Bir ideolojik temelden, onun beslediği bir bakış açısından yoksunluğun, genelde insan, özelde sanatçı kişiliğinde yansısı olan boğuntu bizden önce de batıda ürünlerini vermişti. Bunları biliyoruz.

Bunaltının, çözümsüzlüğün, kişisellikten geçirilip topluma yansıtılmasının bir raslantı sonucu değil, dünyaya damgasını vuran yayılmacılıktan kaynaklandığını da biliyoruz.

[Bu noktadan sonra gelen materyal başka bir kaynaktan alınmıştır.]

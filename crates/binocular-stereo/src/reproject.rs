use binocular_image::Image;

use crate::disparity::{DisparityMap, DISP_SCALE};
use crate::error::StereoError;
use crate::pointcloud::PointCloud;

/// Depth given to pixels without a disparity, and the sanity ceiling of exported depths.
pub const MAX_Z: f64 = 1.0e4;

/// Map `(x, y, d)` through `Q` to a 3d point, `None` when the homogeneous scale vanishes.
#[inline]
fn reproject_pixel(q: &[[f64; 4]; 4], x: f64, y: f64, d: f64) -> Option<[f64; 3]> {
    let v = [x, y, d, 1.0];
    let row = |r: usize| q[r][0] * v[0] + q[r][1] * v[1] + q[r][2] * v[2] + q[r][3] * v[3];
    let w = row(3);
    if w.abs() < f64::EPSILON {
        return None;
    }
    Some([row(0) / w, row(1) / w, row(2) / w])
}

/// Reproject every pixel of a disparity map to 3d.
///
/// Unmatched pixels, and pixels whose homogeneous scale vanishes, are set to
/// `(0, 0, MAX_Z)`.
///
/// # Arguments
///
/// * `disparity` - Fixed-point disparity of the rectified left image.
/// * `q` - The disparity to depth matrix of the rectification.
pub fn reproject_image_to_3d(
    disparity: &DisparityMap,
    q: &[[f64; 4]; 4],
) -> Result<Image<f32, 3>, StereoError> {
    let size = disparity.size();
    let invalid = disparity.invalid_value();
    let mut data = Vec::with_capacity(size.area() * 3);

    for (i, &raw) in disparity.as_slice().iter().enumerate() {
        let (x, y) = ((i % size.width) as f64, (i / size.width) as f64);
        let point = (raw != invalid)
            .then(|| reproject_pixel(q, x, y, raw as f64 / DISP_SCALE as f64))
            .flatten()
            .unwrap_or([0.0, 0.0, MAX_Z]);
        data.extend(point.iter().map(|&v| v as f32));
    }

    Ok(Image::new(size, data)?)
}

/// Build a colored point cloud from a disparity map.
///
/// A pixel contributes a point when it has a disparity, its mask value is non-zero and
/// its depth is finite with `|z| <= max_z` and `z` not at the `max_z` ceiling. Points
/// keep the color of the same pixel in `color`; single channel images give gray points.
///
/// # Arguments
///
/// * `disparity` - Fixed-point disparity of the rectified left image.
/// * `q` - The disparity to depth matrix of the rectification.
/// * `color` - The rectified left image, same size as the disparity.
/// * `mask` - Optional validity mask of the rectified left image.
/// * `max_z` - Depth ceiling.
pub fn point_cloud_from_disparity<const C: usize>(
    disparity: &DisparityMap,
    q: &[[f64; 4]; 4],
    color: &Image<u8, C>,
    mask: Option<&Image<u8, 1>>,
    max_z: f64,
) -> Result<PointCloud, StereoError> {
    let size = disparity.size();
    if color.size() != size {
        return Err(StereoError::SizeMismatch(
            color.cols(),
            color.rows(),
            size.width,
            size.height,
        ));
    }
    if let Some(mask) = mask {
        if mask.size() != size {
            return Err(StereoError::SizeMismatch(
                mask.cols(),
                mask.rows(),
                size.width,
                size.height,
            ));
        }
    }

    let invalid = disparity.invalid_value();
    let pixels = color.as_slice();
    let mut cloud = PointCloud::default();

    for (i, &raw) in disparity.as_slice().iter().enumerate() {
        if raw == invalid {
            continue;
        }
        if mask.is_some_and(|m| m.as_slice()[i] == 0) {
            continue;
        }
        let (x, y) = ((i % size.width) as f64, (i / size.width) as f64);
        let Some(point) = reproject_pixel(q, x, y, raw as f64 / DISP_SCALE as f64) else {
            continue;
        };
        let z = point[2];
        if !point.iter().all(|v| v.is_finite())
            || (z - max_z).abs() < f32::EPSILON as f64
            || z.abs() > max_z
        {
            continue;
        }

        let px = &pixels[i * C..(i + 1) * C];
        let rgb = if C >= 3 {
            [px[0], px[1], px[2]]
        } else {
            [px[0]; 3]
        };
        cloud.push(
            [point[0] as f32, point[1] as f32, point[2] as f32],
            rgb,
        );
    }

    log::debug!(
        "point cloud: {} points from {} matched pixels",
        cloud.len(),
        disparity.count_valid()
    );
    Ok(cloud)
}

#[cfg(test)]
mod tests {
    use super::*;
    use approx::assert_relative_eq;
    use binocular_image::ImageSize;

    /// Q of a parallel rig with focal length 100, principal point (16, 12) and baseline 0.2.
    fn q_matrix() -> [[f64; 4]; 4] {
        let (f, cx, cy, tx) = (100.0, 16.0, 12.0, -0.2);
        [
            [1.0, 0.0, 0.0, -cx],
            [0.0, 1.0, 0.0, -cy],
            [0.0, 0.0, 0.0, f],
            [0.0, 0.0, -1.0 / tx, 0.0],
        ]
    }

    fn size() -> ImageSize {
        ImageSize {
            width: 32,
            height: 24,
        }
    }

    #[test]
    fn test_constant_disparity_is_a_plane() -> Result<(), Box<dyn std::error::Error>> {
        // 5 px disparity: z = f * b / d = 100 * 0.2 / 5
        let disparity = DisparityMap::from_image(Image::from_size_val(size(), 80)?, 0, 16);
        let color = Image::<u8, 3>::from_size_val(size(), 7)?;
        let cloud = point_cloud_from_disparity(&disparity, &q_matrix(), &color, None, MAX_Z)?;

        assert_eq!(cloud.len(), size().area());
        for (p, c) in cloud.points().iter().zip(cloud.colors()) {
            assert_relative_eq!(p[2], 4.0, epsilon = 1e-5);
            assert_eq!(*c, [7, 7, 7]);
        }
        // the principal point lies on the optical axis
        let center = cloud.points()[12 * 32 + 16];
        assert_relative_eq!(center[0], 0.0, epsilon = 1e-6);
        assert_relative_eq!(center[1], 0.0, epsilon = 1e-6);
        Ok(())
    }

    #[test]
    fn test_invalid_and_masked_pixels_are_dropped() -> Result<(), Box<dyn std::error::Error>> {
        let mut disparity = DisparityMap::from_image(Image::from_size_val(size(), 80)?, 0, 16);
        let invalid = disparity.invalid_value();
        disparity.as_slice_mut()[0] = invalid;
        // far too small a disparity: z above the ceiling
        disparity.as_slice_mut()[1] = 0;

        let mut mask = Image::<u8, 1>::from_size_val(size(), 255)?;
        mask.as_slice_mut()[2] = 0;

        let gray = Image::<u8, 1>::from_size_val(size(), 99)?;
        let cloud = point_cloud_from_disparity(&disparity, &q_matrix(), &gray, Some(&mask), MAX_Z)?;
        assert_eq!(cloud.len(), size().area() - 3);
        assert_eq!(cloud.colors()[0], [99, 99, 99]);
        Ok(())
    }

    #[test]
    fn test_reproject_image_to_3d() -> Result<(), Box<dyn std::error::Error>> {
        let mut disparity = DisparityMap::from_image(Image::from_size_val(size(), 160)?, 0, 16);
        let invalid = disparity.invalid_value();
        disparity.as_slice_mut()[5] = invalid;

        let xyz = reproject_image_to_3d(&disparity, &q_matrix())?;
        assert_eq!(xyz.size(), size());
        assert_relative_eq!(xyz.as_slice()[2], 2.0, epsilon = 1e-5);
        assert_eq!(&xyz.as_slice()[15..18], &[0.0, 0.0, MAX_Z as f32]);
        Ok(())
    }

    #[test]
    fn test_size_mismatch() -> Result<(), Box<dyn std::error::Error>> {
        let disparity = DisparityMap::new(size(), 0, 16)?;
        let color = Image::<u8, 3>::from_size_val([8, 8].into(), 0)?;
        assert!(matches!(
            point_cloud_from_disparity(&disparity, &q_matrix(), &color, None, MAX_Z),
            Err(StereoError::SizeMismatch(8, 8, 32, 24))
        ));
        Ok(())
    }
}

Ne var ki insan insandır ve sürgit dışardan dayatılan bir çözümsüzlüğü, bunalmışlığı kişiliğinde, eserinde taşıyıp duracak değildir. Sürgit birinci, ikinci, beşinci yeni ve bunun batıcaları dağınıklığı, anlamsızlığı, umarsızlığı, işlevsizliğiyle yazınımızı çölleştirecek değildi. Batıda olduğu gibi, bizde de etkinliğini büyük ölçüde yitiren bu akımlar ve ona bağlı teknikleri hala, saksıda çiçek gibi bakıp büyütmeye çalışanlar var. Özel eleştirmenleri, özel dergileri var. Bekliyorlar ki günleri gelsin, yeniden. Ortamıdır.

Yazar dedik, ozan dedik. Ya eleştirmen? Sözlerimiz elbette onun için de söylenmiş olmaktadır. Sanatçı için bakış açısı ne denli gerekliyse, eleştirmen için de o denli gereklidir. Ürün üstüne yargılarını salan bir köşe yazarı için de. Bir okur için de. Yoksa, günün gelimine göre bir şunu, bir bunu beğenen, bir ötekini, bir berikini tutan yazıncıyla hiç bir yere varılamaz.